Only lines with the string "HeapProbe" should be returned from the data below.

--------------------------------------------------

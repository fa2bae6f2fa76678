//! Telemetry monitor task

use defmt::*;
use embassy_time::Ticker;
use kinescope_core::scheduler::MONITOR_PERIOD;
use kinescope_core::telemetry::Telemetry;

use kinescope_core::traits::MemoryProbe;

use crate::heap::HeapProbe;

#[embassy_executor::task]
pub async fn monitor_task(telemetry: &'static Telemetry) {
    info!("Monitor task started");

    let mut ticker = Ticker::every(MONITOR_PERIOD);

    loop {
        ticker.next().await;

        let report = telemetry.report();
        let completion = report.completion_rate_x10();
        let rendered = report.render_rate_x10();

        info!(
            "Frames: {} started, {} complete ({}.{}%), {} rendered ({}.{}%), {} incomplete, {} corrupt",
            report.frames_started,
            report.frames_completed,
            completion / 10,
            completion % 10,
            report.frames_rendered,
            rendered / 10,
            rendered % 10,
            report.frames_incomplete,
            report.frames_corrupt
        );
        info!(
            "Current frame {}: {}/{} fragments, {} bytes; heap free {}, {} memory errors",
            report.current.frame_id,
            report.current.received_packets,
            report.current.total_packets,
            report.current.total_size,
            HeapProbe.free_bytes(),
            report.memory_errors
        );
        info!(
            "Clients: {}, last render {} us",
            report.clients, report.last_render_us
        );
    }
}
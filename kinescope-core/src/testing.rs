//! Test doubles for the collaborator traits

use alloc::collections::VecDeque;
use alloc::vec::Vec;

use crate::traits::{
    DatagramSource, DecodeError, DisplayError, MemoryProbe, PixelDisplay, Tile, TileDecoder,
    TileSource,
};

/// Recorded panel operation
#[derive(Debug, Clone, PartialEq, Eq)]
pub enum Op {
    Begin,
    Window(u16, u16, u16, u16),
    Push(Vec<u16>),
    End,
}

/// Panel that records every call
pub struct FakeDisplay {
    pub width: u16,
    pub height: u16,
    pub ops: Vec<Op>,
    pub fail_push: bool,
}

impl FakeDisplay {
    pub fn new(width: u16, height: u16) -> Self {
        Self {
            width,
            height,
            ops: Vec::new(),
            fail_push: false,
        }
    }

    /// Every pushed pixel in order
    pub fn pushed(&self) -> Vec<u16> {
        self.ops
            .iter()
            .filter_map(|op| match op {
                Op::Push(p) => Some(p.clone()),
                _ => None,
            })
            .flatten()
            .collect()
    }
}

impl PixelDisplay for FakeDisplay {
    fn begin_write(&mut self) -> Result<(), DisplayError> {
        self.ops.push(Op::Begin);
        Ok(())
    }

    fn set_window(&mut self, x: u16, y: u16, width: u16, height: u16) -> Result<(), DisplayError> {
        self.ops.push(Op::Window(x, y, width, height));
        Ok(())
    }

    fn push_pixels(&mut self, pixels: &[u16]) -> Result<(), DisplayError> {
        if self.fail_push {
            return Err(DisplayError::Bus);
        }
        self.ops.push(Op::Push(pixels.to_vec()));
        Ok(())
    }

    fn end_write(&mut self) -> Result<(), DisplayError> {
        self.ops.push(Op::End);
        Ok(())
    }

    fn dimensions(&self) -> (u16, u16) {
        (self.width, self.height)
    }
}

pub struct FakeTile {
    pub x: u16,
    pub y: u16,
    pub width: u16,
    pub height: u16,
    pub pixels: Vec<u16>,
}

pub fn tile(x: u16, y: u16, width: u16, height: u16, pixels: &[u16]) -> FakeTile {
    FakeTile {
        x,
        y,
        width,
        height,
        pixels: pixels.to_vec(),
    }
}

/// Replays a fixed tile list, optionally failing at one position
pub struct FakeDecoder {
    pub tiles: Vec<FakeTile>,
    pub fail_at: Option<usize>,
}

impl FakeDecoder {
    pub fn new(tiles: Vec<FakeTile>) -> Self {
        Self { tiles, fail_at: None }
    }
}

pub struct FakeSession<'a> {
    tiles: &'a [FakeTile],
    next: usize,
    fail_at: Option<usize>,
}

impl TileSource for FakeSession<'_> {
    fn next_tile(&mut self) -> Option<Result<Tile<'_>, DecodeError>> {
        if self.fail_at == Some(self.next) {
            self.next += 1;
            return Some(Err(DecodeError::Malformed));
        }
        let t = self.tiles.get(self.next)?;
        self.next += 1;
        Some(Ok(Tile {
            x: t.x,
            y: t.y,
            width: t.width,
            height: t.height,
            pixels: &t.pixels,
        }))
    }
}

impl TileDecoder for FakeDecoder {
    type Session<'a> = FakeSession<'a>;

    fn decode<'a>(&'a mut self, jpeg: &'a [u8]) -> Result<FakeSession<'a>, DecodeError> {
        if jpeg.is_empty() {
            return Err(DecodeError::Malformed);
        }
        Ok(FakeSession {
            tiles: &self.tiles,
            next: 0,
            fail_at: self.fail_at,
        })
    }
}

/// Heap probe with a fixed reading
pub struct FixedHeap(pub usize);

impl MemoryProbe for FixedHeap {
    fn free_bytes(&self) -> usize {
        self.0
    }
}

/// Queue of datagrams waiting to be read
#[derive(Default)]
pub struct FakeSource {
    pub queue: VecDeque<Vec<u8>>,
}

impl DatagramSource for FakeSource {
    fn is_pending(&self) -> bool {
        !self.queue.is_empty()
    }

    fn read_datagram(&mut self, buf: &mut [u8]) -> usize {
        match self.queue.pop_front() {
            Some(datagram) => {
                let len = datagram.len().min(buf.len());
                buf[..len].copy_from_slice(&datagram[..len]);
                len
            }
            None => 0,
        }
    }
}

--------------------------------------------------

▶ [Your response]:
use crate::heap::HeapProbe;
            HeapProbe.free_bytes(),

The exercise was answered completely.